PROBLEM TO SOLVE »
Scan the records for "filter". Show the matching lines.

THE INPUT »

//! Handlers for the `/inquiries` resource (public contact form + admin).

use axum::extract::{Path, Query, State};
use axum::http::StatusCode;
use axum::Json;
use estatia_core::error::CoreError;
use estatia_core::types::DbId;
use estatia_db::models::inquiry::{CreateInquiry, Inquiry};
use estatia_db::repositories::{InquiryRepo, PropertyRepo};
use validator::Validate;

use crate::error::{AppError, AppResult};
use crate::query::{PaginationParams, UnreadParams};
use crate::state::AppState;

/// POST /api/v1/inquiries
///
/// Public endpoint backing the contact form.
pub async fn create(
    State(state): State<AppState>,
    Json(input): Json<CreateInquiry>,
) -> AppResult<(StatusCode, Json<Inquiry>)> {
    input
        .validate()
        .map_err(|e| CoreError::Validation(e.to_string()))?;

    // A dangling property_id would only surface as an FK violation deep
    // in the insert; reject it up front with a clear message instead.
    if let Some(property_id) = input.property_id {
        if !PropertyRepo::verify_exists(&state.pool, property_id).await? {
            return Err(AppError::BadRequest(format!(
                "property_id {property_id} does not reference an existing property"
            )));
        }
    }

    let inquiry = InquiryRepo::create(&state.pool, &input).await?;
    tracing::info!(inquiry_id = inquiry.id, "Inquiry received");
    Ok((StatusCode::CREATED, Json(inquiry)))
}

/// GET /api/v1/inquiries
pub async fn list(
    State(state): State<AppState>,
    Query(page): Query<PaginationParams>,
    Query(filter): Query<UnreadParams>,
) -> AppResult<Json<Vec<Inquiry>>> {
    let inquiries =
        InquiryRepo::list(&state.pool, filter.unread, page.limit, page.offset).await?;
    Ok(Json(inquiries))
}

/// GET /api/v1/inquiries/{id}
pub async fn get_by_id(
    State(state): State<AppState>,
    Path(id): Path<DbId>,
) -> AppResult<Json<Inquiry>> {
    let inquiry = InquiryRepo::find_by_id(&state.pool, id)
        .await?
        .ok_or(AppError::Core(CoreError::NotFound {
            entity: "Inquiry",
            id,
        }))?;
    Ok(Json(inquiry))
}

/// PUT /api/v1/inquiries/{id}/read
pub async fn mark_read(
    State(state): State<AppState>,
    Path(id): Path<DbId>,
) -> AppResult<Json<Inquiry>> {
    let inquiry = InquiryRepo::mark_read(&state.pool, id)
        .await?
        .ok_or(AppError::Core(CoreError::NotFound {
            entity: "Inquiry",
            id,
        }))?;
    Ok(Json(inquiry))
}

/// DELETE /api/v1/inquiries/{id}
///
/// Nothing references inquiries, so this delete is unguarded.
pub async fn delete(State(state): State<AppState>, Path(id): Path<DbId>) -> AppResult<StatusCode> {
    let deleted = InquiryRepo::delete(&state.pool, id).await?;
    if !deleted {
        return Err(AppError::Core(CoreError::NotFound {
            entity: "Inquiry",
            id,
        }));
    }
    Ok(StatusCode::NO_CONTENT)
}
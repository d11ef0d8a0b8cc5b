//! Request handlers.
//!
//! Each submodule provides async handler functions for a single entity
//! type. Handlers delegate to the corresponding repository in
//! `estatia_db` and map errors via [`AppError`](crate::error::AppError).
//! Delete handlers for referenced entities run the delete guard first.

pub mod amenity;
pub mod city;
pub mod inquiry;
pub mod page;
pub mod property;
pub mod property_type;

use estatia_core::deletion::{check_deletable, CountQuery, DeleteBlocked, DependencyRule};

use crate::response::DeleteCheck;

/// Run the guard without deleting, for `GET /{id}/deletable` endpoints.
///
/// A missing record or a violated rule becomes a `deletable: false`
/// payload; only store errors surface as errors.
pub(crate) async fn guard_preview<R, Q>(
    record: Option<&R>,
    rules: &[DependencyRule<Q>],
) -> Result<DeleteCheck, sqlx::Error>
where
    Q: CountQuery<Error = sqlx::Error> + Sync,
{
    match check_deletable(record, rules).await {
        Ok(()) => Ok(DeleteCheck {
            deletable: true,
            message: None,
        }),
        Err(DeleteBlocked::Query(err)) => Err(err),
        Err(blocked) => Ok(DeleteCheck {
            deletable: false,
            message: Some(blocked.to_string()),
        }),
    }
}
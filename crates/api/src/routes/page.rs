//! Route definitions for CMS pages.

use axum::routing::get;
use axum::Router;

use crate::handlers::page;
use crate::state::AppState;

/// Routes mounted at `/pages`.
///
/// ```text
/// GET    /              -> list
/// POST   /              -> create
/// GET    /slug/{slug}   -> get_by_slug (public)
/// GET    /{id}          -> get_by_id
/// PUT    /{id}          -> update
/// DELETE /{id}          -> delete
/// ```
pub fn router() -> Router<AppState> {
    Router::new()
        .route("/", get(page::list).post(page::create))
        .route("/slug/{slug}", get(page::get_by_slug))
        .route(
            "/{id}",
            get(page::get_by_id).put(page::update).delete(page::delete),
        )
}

SOLUTION TO THIS PROBLEM »
    Query(filter): Query<UnreadParams>,
        InquiryRepo::list(&state.pool, filter.unread, page.limit, page.offset).await?;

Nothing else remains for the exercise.